▶ [Task directions]: Filter the material below down to the lines containing the word "BalanceKey".

▶ [Excerpted data]:
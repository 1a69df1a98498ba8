//! Recurring sweep over pending applications.
//!
//! Each tick runs two independent passes:
//! * reminders to the approver for applications aged `[urgent, auto)` days;
//! * system approval for applications aged `auto` days or more.
//!
//! Items are processed one at a time, each in its own transaction. A failing
//! item is logged and skipped. Shutdown is checked between items, never
//! inside one.

use std::sync::Arc;

use chrono::{DateTime, Duration, Utc};
use tokio::sync::watch;
use tokio::time::MissedTickBehavior;
use tracing::{Instrument, debug, error, info, info_span, warn};
use uuid::Uuid;

use crate::leave::approver::Actor;
use crate::leave::error::LeaveError;
use crate::leave::lifecycle::LeaveService;
use crate::model::leave_application::LeaveApplication;
use crate::model::notification::{Notification, NotificationKind};

pub const AUTO_APPROVAL_COMMENT: &str =
    "Automatically approved by the system: no decision within the approval window";

#[derive(Debug, Clone, Copy, Default, PartialEq, Eq)]
pub struct SweepReport {
    pub examined: usize,
    pub processed: usize,
    /// Already decided by someone else before the sweep reached it.
    pub skipped: usize,
    pub failed: usize,
}

pub struct AutoApprovalScheduler {
    service: Arc<LeaveService>,
}

impl AutoApprovalScheduler {
    pub fn new(service: Arc<LeaveService>) -> Self {
        Self { service }
    }

    fn urgent_after(&self) -> Duration {
        Duration::days(self.service.policy().urgent_days)
    }

    fn auto_approve_after(&self) -> Duration {
        Duration::days(self.service.policy().auto_approve_days)
    }

    /// Pending applications whose age is in `[urgent, auto)`; one reminder each.
    pub async fn send_urgent_reminders(
        &self,
        now: DateTime<Utc>,
    ) -> Result<SweepReport, LeaveError> {
        let urgent_after = self.urgent_after();
        let auto_after = self.auto_approve_after();
        let candidates = self
            .service
            .store()
            .pending_applications(now - urgent_after)
            .await?;

        let mut report = SweepReport::default();
        for application in candidates
            .into_iter()
            .filter(|a| now - a.applied_at < auto_after)
        {
            report.examined += 1;
            match self.remind(&application, now).await {
                Ok(()) => report.processed += 1,
                Err(err) => {
                    report.failed += 1;
                    warn!(
                        application_id = application.id,
                        employee_id = application.employee_id,
                        error = %err,
                        "Urgent reminder skipped"
                    );
                }
            }
        }
        Ok(report)
    }

    async fn remind(
        &self,
        application: &LeaveApplication,
        now: DateTime<Utc>,
    ) -> Result<(), LeaveError> {
        let approver_id = self.service.resolver().resolve(application.employee_id).await?;
        let hours_left = (application.applied_at + self.auto_approve_after() - now).num_hours();
        self.service
            .deliver(Notification {
                recipient_id: approver_id,
                title: "Urgent: leave request awaiting your decision".to_string(),
                message: format!(
                    "Leave request {} from {} to {} will be approved automatically in about {} hour(s)",
                    application.id, application.start_date, application.end_date, hours_left
                ),
                action_url: format!("/leave/{}", application.id),
                kind: NotificationKind::UrgentReminder,
            })
            .await;
        debug!(application_id = application.id, approver_id, "Urgent reminder sent");
        Ok(())
    }

    /// Approves every pending application at least `auto` days old as the system.
    pub async fn approve_stale(
        &self,
        now: DateTime<Utc>,
        shutdown: Option<&watch::Receiver<bool>>,
    ) -> Result<SweepReport, LeaveError> {
        let stale = self
            .service
            .store()
            .pending_applications(now - self.auto_approve_after())
            .await?;

        let mut report = SweepReport::default();
        for application in stale {
            if shutdown.is_some_and(|rx| *rx.borrow()) {
                info!(
                    examined = report.examined,
                    "Shutdown requested, auto-approval sweep stopped"
                );
                break;
            }
            report.examined += 1;
            match self
                .service
                .approve(application.id, Actor::System, Some(AUTO_APPROVAL_COMMENT.to_string()))
                .await
            {
                Ok(_) => report.processed += 1,
                Err(err) if err.is_benign_race() => {
                    report.skipped += 1;
                    debug!(application_id = application.id, error = %err, "Already decided");
                }
                Err(err) => {
                    report.failed += 1;
                    warn!(
                        application_id = application.id,
                        employee_id = application.employee_id,
                        error = %err,
                        "Auto-approval failed"
                    );
                }
            }
        }
        Ok(report)
    }

    /// One full tick. Never fails: listing errors are logged.
    pub async fn sweep(&self, shutdown: Option<&watch::Receiver<bool>>) {
        let now = self.service.clock().now();
        let span = info_span!("leave_sweep", sweep_id = %Uuid::new_v4());
        async {
            match self.send_urgent_reminders(now).await {
                Ok(report) => info!(?report, "Urgent reminder sweep finished"),
                Err(err) => error!(error = %err, "Urgent reminder sweep failed"),
            }
            match self.approve_stale(now, shutdown).await {
                Ok(report) => info!(?report, "Auto-approval sweep finished"),
                Err(err) => error!(error = %err, "Auto-approval sweep failed"),
            }
        }
        .instrument(span)
        .await
    }

    /// Polls until `shutdown` turns true or its sender goes away.
    pub async fn run(self, mut shutdown: watch::Receiver<bool>) {
        let mut ticker = tokio::time::interval(self.service.policy().sweep_interval);
        ticker.set_missed_tick_behavior(MissedTickBehavior::Delay);
        info!(
            interval_secs = self.service.policy().sweep_interval.as_secs(),
            "Leave scheduler started"
        );

        loop {
            tokio::select! {
                _ = ticker.tick() => {}
                changed = shutdown.changed() => {
                    if changed.is_err() || *shutdown.borrow() {
                        break;
                    }
                    continue;
                }
            }
            if *shutdown.borrow() {
                break;
            }
            self.sweep(Some(&shutdown)).await;
        }

        info!("Leave scheduler stopped");
    }
}
use rust_decimal::Decimal;
use serde::{Deserialize, Serialize};
use utoipa::ToSchema;

/// Composite key of a balance row. One row per employee, leave type and year.
#[derive(Debug, Clone, Copy, PartialEq, Eq, PartialOrd, Ord, Hash, Serialize, Deserialize)]
pub struct BalanceKey {
    pub employee_id: u64,
    pub leave_type_id: u64,
    pub year: i32,
}

impl BalanceKey {
    pub fn new(employee_id: u64, leave_type_id: u64, year: i32) -> Self {
        Self {
            employee_id,
            leave_type_id,
            year,
        }
    }

    pub fn previous_year(&self) -> Self {
        Self {
            year: self.year - 1,
            ..*self
        }
    }
}

#[derive(Debug, Clone, PartialEq, Serialize, Deserialize, sqlx::FromRow, ToSchema)]
#[schema(
    example = json!({
        "id": 7,
        "employee_id": 1000,
        "leave_type_id": 1,
        "year": 2026,
        "total_days": "17.0",
        "used_days": "3.0",
        "pending_days": "2.0",
        "carry_forward_days": "2.0"
    })
)]
pub struct LeaveBalance {
    #[schema(example = 7)]
    pub id: u64,
    #[schema(example = 1000)]
    pub employee_id: u64,
    #[schema(example = 1)]
    pub leave_type_id: u64,
    #[schema(example = 2026)]
    pub year: i32,
    /// Allocation for the year, carry-forward included.
    #[schema(value_type = String)]
    pub total_days: Decimal,
    #[schema(value_type = String)]
    pub used_days: Decimal,
    #[schema(value_type = String)]
    pub pending_days: Decimal,
    #[schema(value_type = String)]
    pub carry_forward_days: Decimal,
}

impl LeaveBalance {
    pub fn key(&self) -> BalanceKey {
        BalanceKey::new(self.employee_id, self.leave_type_id, self.year)
    }

    pub fn available_days(&self) -> Decimal {
        self.total_days - self.used_days - self.pending_days
    }
}

/// Balance row before the store assigns it an id.
#[derive(Debug, Clone, PartialEq)]
pub struct NewLeaveBalance {
    pub key: BalanceKey,
    pub total_days: Decimal,
    pub carry_forward_days: Decimal,
}

/// Balance row as exposed over the API, with the derived available figure.
#[derive(Debug, Clone, Serialize, ToSchema)]
pub struct BalanceView {
    #[serde(flatten)]
    pub balance: LeaveBalance,
    #[schema(example = "Annual Leave")]
    pub leave_type: String,
    #[schema(example = "12.0", value_type = String)]
    pub available_days: Decimal,
}

impl BalanceView {
    pub fn new(balance: LeaveBalance, leave_type: String) -> Self {
        let available_days = balance.available_days();
        Self {
            balance,
            leave_type,
            available_days,
        }
    }
}
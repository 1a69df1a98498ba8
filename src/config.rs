use std::env;
use std::str::FromStr;
use std::time::Duration;

use anyhow::{Context, bail};
use dotenvy::dotenv;
use rust_decimal::Decimal;

use crate::leave::{CancelCutoff, LeavePolicy};

#[derive(Debug, Clone)]
pub struct Config {
    pub database_url: String,
    pub jwt_secret: String,
    pub server_addr: String,

    // Rate limiting
    pub rate_protected_per_min: u32,

    pub api_prefix: String,
    pub log_dir: String,

    pub leave: LeavePolicy,
}

fn required(lookup: &impl Fn(&str) -> Option<String>, key: &str) -> anyhow::Result<String> {
    lookup(key).with_context(|| format!("{key} must be set"))
}

fn parsed<T>(lookup: &impl Fn(&str) -> Option<String>, key: &str, default: T) -> anyhow::Result<T>
where
    T: FromStr,
    T::Err: std::fmt::Display,
{
    match lookup(key) {
        None => Ok(default),
        Some(raw) => raw
            .trim()
            .parse()
            .map_err(|e| anyhow::anyhow!("{key}={raw:?} is invalid: {e}")),
    }
}

impl Config {
    /// Reads `.env` then the process environment.
    pub fn from_env() -> anyhow::Result<Self> {
        dotenv().ok();
        Self::from_lookup(|key| env::var(key).ok())
    }

    pub fn from_lookup(lookup: impl Fn(&str) -> Option<String>) -> anyhow::Result<Self> {
        let defaults = LeavePolicy::default();

        let urgent_days: i64 = parsed(&lookup, "LEAVE_URGENT_DAYS", defaults.urgent_days)?;
        let auto_approve_days: i64 =
            parsed(&lookup, "LEAVE_AUTO_APPROVE_DAYS", defaults.auto_approve_days)?;
        if urgent_days < 0 || auto_approve_days <= urgent_days {
            bail!(
                "LEAVE_AUTO_APPROVE_DAYS ({auto_approve_days}) must be greater than LEAVE_URGENT_DAYS ({urgent_days})"
            );
        }

        let sweep_secs: u64 = parsed(
            &lookup,
            "LEAVE_SWEEP_INTERVAL_SECS",
            defaults.sweep_interval.as_secs(),
        )?;
        if sweep_secs == 0 {
            bail!("LEAVE_SWEEP_INTERVAL_SECS must be positive");
        }

        let cancel_cutoff: CancelCutoff = match lookup("LEAVE_CANCEL_CUTOFF") {
            None => defaults.cancel_cutoff,
            Some(raw) => raw.trim().parse().map_err(|_| {
                anyhow::anyhow!("LEAVE_CANCEL_CUTOFF={raw:?} must be before_start or start_day")
            })?,
        };

        let carry_forward_cap: Decimal =
            parsed(&lookup, "LEAVE_CARRY_FORWARD_CAP", defaults.carry_forward_cap)?;
        if carry_forward_cap < Decimal::ZERO {
            bail!("LEAVE_CARRY_FORWARD_CAP cannot be negative");
        }

        let cache_ttl_secs: u64 = parsed(
            &lookup,
            "LEAVE_TYPE_CACHE_TTL_SECS",
            defaults.leave_type_cache_ttl.as_secs(),
        )?;

        Ok(Self {
            server_addr: required(&lookup, "SERVER_ADDR")?,
            database_url: required(&lookup, "DATABASE_URL")?,
            jwt_secret: required(&lookup, "JWT_SECRET")?,
            rate_protected_per_min: parsed(&lookup, "RATE_PROTECTED_PER_MIN", 1000)?,
            api_prefix: lookup("API_PREFIX").unwrap_or_else(|| "/api".to_string()),
            log_dir: lookup("LOG_DIR").unwrap_or_else(|| "logs".to_string()),
            leave: LeavePolicy {
                urgent_days,
                auto_approve_days,
                sweep_interval: Duration::from_secs(sweep_secs),
                cancel_cutoff,
                carry_forward_cap,
                leave_type_cache_ttl: Duration::from_secs(cache_ttl_secs),
            },
        })
    }
}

▶ [Result for this exercise]:
pub struct BalanceKey {
impl BalanceKey {
    pub fn key(&self) -> BalanceKey {
        BalanceKey::new(self.employee_id, self.leave_type_id, self.year)
    pub key: BalanceKey,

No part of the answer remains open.